Problem:
The answer must be every line below that contains the string "AudioSync".

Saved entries
//! Per elementary stream packetizers.
//!
//! Every packetizer turns raw input (PCM bytes, compressed frames, subtitle
//! cues, already framed Ogg packets) into OGM packets and queues them as
//! pages. The set of kinds is closed, so they are held in the [`Packetizer`]
//! enum and dispatched by `match`.

mod ac3;
mod audio;
mod copy;
mod index;
mod mp3;
mod pcm;
mod textsubs;
mod video;
mod vobsub;
mod vorbis;

pub use ac3::Ac3Packetizer;
pub use copy::CopyPacketizer;
pub use index::{IndexEntry, IndexPacketizer};
pub use mp3::Mp3Packetizer;
pub use pcm::{PcmPacketizer, PcmParams};
pub use textsubs::TextSubsPacketizer;
pub use video::{VideoPacketizer, VideoParams};
pub use vobsub::VobsubPacketizer;
pub use vorbis::VorbisPacketizer;

use super::clock::StampClock;
use super::comments::CommentSet;
use super::header::StreamHeader;
use super::page::{Page, PageKind};
use super::queue::Queue;
use crate::av::{Packet, StreamKind};
use crate::config::Config;
use crate::{OgmError, Result};

/// Outcome of a `process` call.
#[derive(Debug, Clone, Copy, PartialEq, Eq)]
pub enum ProcessStatus {
    /// The packetizer wants more input.
    MoreData,
    /// The stream has ended; further input is ignored.
    Finished,
}

/// Audio/video synchronization applied to a stream: a millisecond offset
/// followed by a linear drift factor.
#[derive(Debug, Clone, Copy, PartialEq)]
pub struct AudioSync {
    pub displacement: i64,
    pub linear: f64,
}

impl Default for AudioSync {
    fn default() -> Self {
        AudioSync {
            displacement: 0,
            linear: 1.0,
        }
    }
}

impl AudioSync {
    pub fn new(displacement: i64, linear: f64) -> Self {
        AudioSync {
            displacement,
            linear,
        }
    }
}

/// The part of the input to keep, in seconds. An `end` of zero means "until
/// the end of the input".
#[derive(Debug, Clone, Copy, PartialEq, Default)]
pub struct Range {
    pub start: f64,
    pub end: f64,
}

impl Range {
    pub fn new(start: f64, end: f64) -> Self {
        Range { start, end }
    }

    /// The same range in another unit.
    pub fn scaled(&self, factor: f64) -> Range {
        Range {
            start: self.start * factor,
            end: self.end * factor,
        }
    }

    pub fn is_open_ended(&self) -> bool {
        self.end == 0.0
    }
}

/// Input handed to [`Packetizer::process`].
#[derive(Debug, Clone)]
pub enum PacketInput<'a> {
    /// A chunk of a byte stream (PCM samples or MP3/AC3 frames).
    Bytes { data: &'a [u8], last: bool },
    /// One or more video frames.
    Frame {
        data: &'a [u8],
        num_frames: u32,
        key: bool,
        last: bool,
    },
    /// A subtitle cue with times in milliseconds.
    Cue {
        start: i64,
        end: i64,
        data: &'a [u8],
        last: bool,
    },
    /// Seek table entries.
    Index(&'a [IndexEntry]),
    /// A packet read from an Ogg stream, with the granule of the page it
    /// ended on for packets that carry none.
    Ogg { packet: Packet, page_granulepos: i64 },
}

impl PacketInput<'_> {
    fn name(&self) -> &'static str {
        match self {
            PacketInput::Bytes { .. } => "byte chunk",
            PacketInput::Frame { .. } => "video frame",
            PacketInput::Cue { .. } => "subtitle cue",
            PacketInput::Index(_) => "index entries",
            PacketInput::Ogg { .. } => "Ogg packet",
        }
    }
}

pub(crate) fn unexpected_input(kind: &str, input: &PacketInput<'_>) -> OgmError {
    OgmError::InvalidInput(format!("{} packetizer cannot take a {}", kind, input.name()))
}

/// State every packetizer shares: stream identity, packet counters, sync
/// parameters and the page queue.
pub struct PacketizerCore {
    pub(crate) serial: u32,
    pub(crate) packetno: i64,
    pub(crate) last_granulepos: i64,
    pub(crate) sync: AudioSync,
    pub(crate) range: Range,
    pub(crate) comments: CommentSet,
    pub(crate) queue: Queue,
}

impl PacketizerCore {
    pub(crate) fn new(
        serial: u32,
        clock: StampClock,
        config: &Config,
        sync: AudioSync,
        range: Range,
        comments: CommentSet,
    ) -> Self {
        PacketizerCore {
            serial,
            packetno: 0,
            last_granulepos: 0,
            sync,
            range,
            comments,
            queue: Queue::new(serial, clock).with_max_queued_bytes(config.max_queued_bytes),
        }
    }

    /// Queues the stream header as the first packet and flushes it onto its
    /// own page.
    pub(crate) fn submit_stream_header(&mut self, header: &StreamHeader) -> Result<()> {
        self.submit_header_packet(Packet::new(header.to_packet()), PageKind::Header)
    }

    /// Queues a comment packet and flushes it onto its own page.
    pub(crate) fn submit_comments(&mut self, comments: &CommentSet) -> Result<()> {
        self.submit_header_packet(Packet::new(comments.to_packet()), PageKind::Comment)
    }

    pub(crate) fn submit_header_packet(&mut self, packet: Packet, kind: PageKind) -> Result<()> {
        let packet = packet
            .with_granulepos(0)
            .with_packetno(self.packetno)
            .with_bos(kind == PageKind::Header);
        self.queue.add_packet(packet)?;
        self.packetno += 1;
        self.queue.flush_pages(kind)?;
        Ok(())
    }

    /// Queues a data packet numbered with the current packet number.
    pub(crate) fn submit(&mut self, packet: Packet) -> Result<()> {
        log::trace!(
            "stream {}: packet {} with {} bytes, granule {}{}",
            self.serial,
            self.packetno,
            packet.len(),
            packet.granulepos,
            if packet.eos { " (eos)" } else { "" }
        );
        self.queue.add_packet(packet.with_packetno(self.packetno))
    }
}

/// One packetizer per output stream.
pub enum Packetizer {
    Video(VideoPacketizer),
    Pcm(PcmPacketizer),
    Mp3(Mp3Packetizer),
    Ac3(Ac3Packetizer),
    TextSubs(TextSubsPacketizer),
    Vobsub(VobsubPacketizer),
    Index(IndexPacketizer),
    Vorbis(VorbisPacketizer),
    Copy(CopyPacketizer),
}

macro_rules! dispatch {
    ($self:expr, $p:ident => $body:expr) => {
        match $self {
            Packetizer::Video($p) => $body,
            Packetizer::Pcm($p) => $body,
            Packetizer::Mp3($p) => $body,
            Packetizer::Ac3($p) => $body,
            Packetizer::TextSubs($p) => $body,
            Packetizer::Vobsub($p) => $body,
            Packetizer::Index($p) => $body,
            Packetizer::Vorbis($p) => $body,
            Packetizer::Copy($p) => $body,
        }
    };
}

impl Packetizer {
    fn core(&self) -> &PacketizerCore {
        dispatch!(self, p => &p.core)
    }

    fn core_mut(&mut self) -> &mut PacketizerCore {
        dispatch!(self, p => &mut p.core)
    }

    /// Feeds input to the packetizer.
    pub fn process(&mut self, input: PacketInput<'_>) -> Result<ProcessStatus> {
        dispatch!(self, p => p.process(input))
    }

    /// Queues the header packets. Most packetizers also do this on their
    /// first `process` call.
    pub fn produce_header_packets(&mut self) -> Result<()> {
        dispatch!(self, p => p.produce_header_packets())
    }

    /// Ends the stream if it has not ended yet.
    pub fn produce_eos_packet(&mut self) -> Result<()> {
        dispatch!(self, p => p.produce_eos_packet())
    }

    /// Presentation timestamp in microseconds for a page ending at
    /// `granulepos`. Advances the stream's timestamp state.
    pub fn make_timestamp(&mut self, granulepos: i64) -> i64 {
        self.core_mut().queue.clock_mut().stamp(granulepos)
    }

    /// Drops buffered input and queued pages.
    pub fn reset(&mut self) {
        dispatch!(self, p => p.reset())
    }

    pub fn serial(&self) -> u32 {
        self.core().serial
    }

    pub fn kind(&self) -> StreamKind {
        match self {
            Packetizer::Video(_) => StreamKind::Video,
            Packetizer::Pcm(_) | Packetizer::Mp3(_) | Packetizer::Ac3(_) => StreamKind::Audio,
            Packetizer::TextSubs(_) => StreamKind::Text,
            Packetizer::Vobsub(_) => StreamKind::Image,
            Packetizer::Index(_) => StreamKind::Index,
            Packetizer::Vorbis(_) => StreamKind::Vorbis,
            Packetizer::Copy(p) => p.kind(),
        }
    }

    /// True once the end-of-stream packet has been queued.
    pub fn ended(&self) -> bool {
        self.core().queue.ended()
    }

    pub fn flush_pages(&mut self) -> Result<usize> {
        self.core_mut().queue.flush_pages(PageKind::Data)
    }

    pub fn queue_pages(&mut self) -> Result<usize> {
        self.core_mut().queue.queue_pages(PageKind::Data)
    }

    pub fn page_available(&self) -> bool {
        self.core().queue.page_available()
    }

    pub fn header_page_available(&self) -> bool {
        self.core().queue.any_header_page_available()
    }

    pub fn get_page(&mut self) -> Option<Page> {
        self.core_mut().queue.pop_next()
    }

    pub fn get_header_page(&mut self, kind: PageKind) -> Option<Page> {
        self.core_mut().queue.pop_header_class(kind)
    }

    pub fn smallest_timestamp(&self) -> i64 {
        self.core().queue.smallest_timestamp()
    }

    pub fn queued_bytes(&self) -> usize {
        self.core().queue.queued_bytes()
    }

    /// Replaces the comments sent in the comment header.
    pub fn set_comments(&mut self, comments: CommentSet) {
        self.core_mut().comments = comments;
    }
}

macro_rules! impl_from_packetizer {
    ($($variant:ident($ty:ty)),* $(,)?) => {
        $(
            impl From<$ty> for Packetizer {
                fn from(p: $ty) -> Self {
                    Packetizer::$variant(p)
                }
            }
        )*
    };
}

impl_from_packetizer!(
    Video(VideoPacketizer),
    Pcm(PcmPacketizer),
    Mp3(Mp3Packetizer),
    Ac3(Ac3Packetizer),
    TextSubs(TextSubsPacketizer),
    Vobsub(VobsubPacketizer),
    Index(IndexPacketizer),
    Vorbis(VorbisPacketizer),
    Copy(CopyPacketizer),
);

Completed task:
pub struct AudioSync {
impl Default for AudioSync {
        AudioSync {
impl AudioSync {
        AudioSync {
    pub(crate) sync: AudioSync,
        sync: AudioSync,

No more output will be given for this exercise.